Thursday, February 3, 2011

Density of Mineral accepted values and FD info for EM test question

Students have conducted data collection for the lab in class and they have been told they may complete the final draft at home (recommended) or they may do the FD in class during the EM Test (four questions timed at 60 minutes total).

Lab Final Draft requirements (EM test question # 4)

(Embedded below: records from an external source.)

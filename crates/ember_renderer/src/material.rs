//! Material trait for surface scattering.

use crate::{error::ConfigError, hittable::HitRecord};
use ember_math::random::{gen_f64, random_unit_vector};
use ember_math::{near_zero, reflect, refract, Color, Ray};
use rand::RngCore;

/// Result of a successful scatter: how much light survives and where it goes next.
#[derive(Debug, Clone, Copy)]
pub struct ScatterResult {
    pub attenuation: Color,
    pub scattered: Ray,
}

/// Trait for materials that describe how light interacts with surfaces.
pub trait Material: Send + Sync {
    /// Scatter an incoming ray.
    ///
    /// Returns `Some` if the ray scatters, or `None` if it is absorbed.
    fn scatter(&self, ray_in: &Ray, rec: &HitRecord, rng: &mut dyn RngCore) -> Option<ScatterResult>;
}

/// Lambertian (diffuse) material.
#[derive(Debug, Clone)]
pub struct Lambertian {
    albedo: Color,
}

impl Lambertian {
    /// Create a new Lambertian material with the given albedo color.
    pub fn new(albedo: Color) -> Self {
        Self { albedo }
    }

    pub fn albedo(&self) -> Color {
        self.albedo
    }
}

impl Material for Lambertian {
    fn scatter(&self, _ray_in: &Ray, rec: &HitRecord, rng: &mut dyn RngCore) -> Option<ScatterResult> {
        let mut scatter_direction = rec.normal + random_unit_vector(rng);

        // Catch degenerate scatter direction
        if near_zero(scatter_direction) {
            scatter_direction = rec.normal;
        }

        Some(ScatterResult {
            attenuation: self.albedo,
            scattered: Ray::new(rec.p, scatter_direction),
        })
    }
}

/// Metal (specular) material.
#[derive(Debug, Clone)]
pub struct Metal {
    albedo: Color,
    fuzz: f64,
}

impl Metal {
    /// Create a new Metal material.
    ///
    /// - `albedo`: The color of the metal
    /// - `fuzz`: Roughness in `[0, 1]`, 0.0 = perfect mirror
    pub fn new(albedo: Color, fuzz: f64) -> Result<Self, ConfigError> {
        if !(0.0..=1.0).contains(&fuzz) {
            return Err(ConfigError::InvalidFuzz(fuzz));
        }
        Ok(Self { albedo, fuzz })
    }

    pub fn fuzz(&self) -> f64 {
        self.fuzz
    }
}

impl Material for Metal {
    fn scatter(&self, ray_in: &Ray, rec: &HitRecord, rng: &mut dyn RngCore) -> Option<ScatterResult> {
        let mut direction = reflect(ray_in.direction().normalize(), rec.normal);
        if self.fuzz > 0.0 {
            direction += self.fuzz * random_unit_vector(rng);
        }

        // Absorbed when fuzz pushes the reflection below the surface
        if direction.dot(rec.normal) <= 0.0 {
            return None;
        }

        Some(ScatterResult {
            attenuation: self.albedo,
            scattered: Ray::new(rec.p, direction),
        })
    }
}

/// Dielectric (glass) material.
#[derive(Debug, Clone)]
pub struct Dielectric {
    /// Refractive index in vacuum or air, or the ratio of the material's
    /// index over the index of the enclosing medium
    refraction_index: f64,
}

impl Dielectric {
    /// Create a new Dielectric material.
    ///
    /// - `refraction_index`: 1.0 = air, 1.5 = glass, 2.4 = diamond
    pub fn new(refraction_index: f64) -> Result<Self, ConfigError> {
        if !(refraction_index.is_finite() && refraction_index > 0.0) {
            return Err(ConfigError::InvalidRefractiveIndex(refraction_index));
        }
        Ok(Self { refraction_index })
    }

    pub fn refraction_index(&self) -> f64 {
        self.refraction_index
    }

    /// Schlick's approximation for reflectance.
    pub fn reflectance(cosine: f64, refraction_index: f64) -> f64 {
        let r0 = ((1.0 - refraction_index) / (1.0 + refraction_index)).powi(2);
        r0 + (1.0 - r0) * (1.0 - cosine).powi(5)
    }
}

impl Material for Dielectric {
    fn scatter(&self, ray_in: &Ray, rec: &HitRecord, rng: &mut dyn RngCore) -> Option<ScatterResult> {
        let ri = if rec.front_face {
            1.0 / self.refraction_index
        } else {
            self.refraction_index
        };

        let unit_direction = ray_in.direction().normalize();
        let cos_theta = (-unit_direction).dot(rec.normal).min(1.0);
        let sin_theta = (1.0 - cos_theta * cos_theta).sqrt();

        let cannot_refract = ri * sin_theta > 1.0;
        let direction = if cannot_refract || Self::reflectance(cos_theta, ri) > gen_f64(rng) {
            reflect(unit_direction, rec.normal)
        } else {
            refract(unit_direction, rec.normal, ri)
        };

        Some(ScatterResult {
            attenuation: Color::ONE,
            scattered: Ray::new(rec.p, direction),
        })
    }
}

#[cfg(test)]
mod tests {
    use super::*;
    use ember_math::{Point3, Vec3};
    use rand::rngs::StdRng;
    use rand::SeedableRng;

    fn record_facing(normal: Vec3, front_face: bool, material: &dyn Material) -> HitRecord<'_> {
        HitRecord {
            p: Point3::ZERO,
            normal,
            material,
            t: 1.0,
            front_face,
        }
    }

    #[test]
    fn test_lambertian_always_scatters_into_normal_hemisphere() {
        let albedo = Color::new(0.1, 0.2, 0.5);
        let material = Lambertian::new(albedo);
        let rec = record_facing(Vec3::Y, true, &material);
        let ray_in = Ray::new(Point3::new(0.0, 1.0, 0.0), Vec3::NEG_Y);
        let mut rng = StdRng::seed_from_u64(1);

        for _ in 0..500 {
            let result = material.scatter(&ray_in, &rec, &mut rng).unwrap();
            assert_eq!(result.attenuation, albedo);
            assert!(result.scattered.direction().dot(rec.normal) >= 0.0);
            assert!(!near_zero(result.scattered.direction()));
            assert_eq!(result.scattered.origin(), rec.p);
        }
    }

    /// Replays a fixed sequence of raw `u64` draws.
    struct ScriptedRng {
        draws: Vec<u64>,
        next: usize,
    }

    impl RngCore for ScriptedRng {
        fn next_u32(&mut self) -> u32 {
            (self.next_u64() >> 32) as u32
        }

        fn next_u64(&mut self) -> u64 {
            let draw = self.draws[self.next % self.draws.len()];
            self.next += 1;
            draw
        }

        fn fill_bytes(&mut self, dest: &mut [u8]) {
            rand_core::impls::fill_bytes_via_next(self, dest)
        }

        fn try_fill_bytes(&mut self, dest: &mut [u8]) -> Result<(), rand::Error> {
            self.fill_bytes(dest);
            Ok(())
        }
    }

    #[test]
    fn test_lambertian_falls_back_to_normal_when_bounce_cancels() {
        // Draws of 0.5, 0.0, 0.5 map to (0, -1, 0) in random_unit_vector,
        // which exactly cancels the +y normal
        let mut rng = ScriptedRng {
            draws: vec![1 << 63, 0, 1 << 63],
            next: 0,
        };
        assert_eq!(random_unit_vector(&mut rng), Vec3::NEG_Y);
        rng.next = 0;

        let material = Lambertian::new(Color::ONE);
        let rec = record_facing(Vec3::Y, true, &material);
        let ray_in = Ray::new(Point3::new(0.0, 1.0, 0.0), Vec3::NEG_Y);

        let result = material.scatter(&ray_in, &rec, &mut rng).unwrap();
        assert_eq!(result.scattered.direction(), rec.normal);
        assert_eq!(result.scattered.origin(), rec.p);
    }

    #[test]
    fn test_metal_without_fuzz_is_a_mirror() {
        let albedo = Color::new(0.8, 0.6, 0.2);
        let material = Metal::new(albedo, 0.0).unwrap();
        let rec = record_facing(Vec3::Z, true, &material);
        let ray_in = Ray::new(Point3::new(0.0, 0.0, 5.0), Vec3::new(0.0, 0.0, -2.0));
        let mut rng = StdRng::seed_from_u64(2);

        let result = material.scatter(&ray_in, &rec, &mut rng).unwrap();
        assert_eq!(result.attenuation, albedo);
        assert_eq!(result.scattered.direction(), Vec3::Z);

        // No randomness is involved: a second call gives the identical ray
        let again = material.scatter(&ray_in, &rec, &mut rng).unwrap();
        assert_eq!(again.scattered, result.scattered);
    }

    #[test]
    fn test_metal_absorbs_grazing_fuzzy_reflections() {
        let material = Metal::new(Color::ONE, 1.0).unwrap();
        let rec = record_facing(Vec3::Y, true, &material);
        // Nearly grazing: reflection hugs the surface, fuzz pushes some below it
        let ray_in = Ray::new(Point3::new(-1.0, 0.01, 0.0), Vec3::new(1.0, -0.01, 0.0));
        let mut rng = StdRng::seed_from_u64(3);

        let absorbed = (0..1000)
            .filter(|_| material.scatter(&ray_in, &rec, &mut rng).is_none())
            .count();
        assert!(absorbed > 0);
        assert!(absorbed < 1000);
    }

    #[test]
    fn test_metal_rejects_out_of_range_fuzz() {
        assert_eq!(Metal::new(Color::ONE, 1.5).unwrap_err(), ConfigError::InvalidFuzz(1.5));
        assert!(Metal::new(Color::ONE, -0.1).is_err());
        assert!(Metal::new(Color::ONE, f64::NAN).is_err());
        assert!(Metal::new(Color::ONE, 1.0).is_ok());
    }

    #[test]
    fn test_dielectric_rejects_bad_index() {
        assert!(Dielectric::new(0.0).is_err());
        assert!(Dielectric::new(-1.5).is_err());
        assert!(Dielectric::new(f64::INFINITY).is_err());
        assert!(Dielectric::new(1.5).is_ok());
    }

    #[test]
    fn test_schlick_is_minimal_at_normal_incidence() {
        let head_on = Dielectric::reflectance(1.0, 1.0 / 1.5);
        assert!((head_on - 0.04).abs() < 1e-9);
        assert!(Dielectric::reflectance(0.2, 1.0 / 1.5) > head_on);
        assert!((Dielectric::reflectance(0.0, 1.0 / 1.5) - 1.0).abs() < 1e-12);
    }

    #[test]
    fn test_dielectric_head_on_mostly_refracts() {
        let material = Dielectric::new(1.5).unwrap();
        let rec = record_facing(Vec3::Z, true, &material);
        let ray_in = Ray::new(Point3::new(0.0, 0.0, 1.0), Vec3::NEG_Z);
        let mut rng = StdRng::seed_from_u64(4);

        let trials = 10_000;
        let mut refracted = 0;
        for _ in 0..trials {
            let result = material.scatter(&ray_in, &rec, &mut rng).unwrap();
            assert_eq!(result.attenuation, Color::ONE);
            // Refraction at normal incidence keeps going; reflection turns back
            if result.scattered.direction().z < 0.0 {
                refracted += 1;
            }
        }

        let fraction = refracted as f64 / trials as f64;
        assert!(fraction > 0.93 && fraction < 0.99, "refracted fraction {fraction}");
    }

    #[test]
    fn test_dielectric_total_internal_reflection() {
        let material = Dielectric::new(1.5).unwrap();
        // Exiting the glass (back face) at a steep angle: sin > 1/1.5
        let rec = record_facing(Vec3::Y, false, &material);
        let ray_in = Ray::new(Point3::new(-1.0, 0.2, 0.0), Vec3::new(1.0, -0.2, 0.0));
        let mut rng = StdRng::seed_from_u64(5);

        for _ in 0..100 {
            let result = material.scatter(&ray_in, &rec, &mut rng).unwrap();
            assert!(result.scattered.direction().y > 0.0);
        }
    }
}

Data Table:  make a ruled data table to record your measurements and observations.


Analysis:
  1. Show your calculations for the density of each mineral sample
  2. Make a bar graph that compares your calculated density for each mineral sample to the accepted density of the mineral samples provided by your teacher.  Graph the mineral samples from least dense to most dense.
  3. Make a diagram that shows the crust, mantle, outer core and inner core of the Earth and label where the minerals identifed in your lab would be found based on Density alone.
Conclusion:  The following are prompts to help you write a conclusion.  Write you conclusion using complete sentences and the rubric.
Frame work: Were you able to identify the unknown minerals by calculating their density?  If not, how did you identify the samples?  Evidence: Compare the accuracy of your density calculations to the accepted densities, USE NUMERIC EVIDENCE.  Logic:  How does your measured mineral densities compare to the class average and the actual densities?  Error:  How did error influence your calculated densities? Mention more then one source of error and its impact on data Next Step:  What could be done to improve/further investigate this experiment and why might this lab be useful to society at large?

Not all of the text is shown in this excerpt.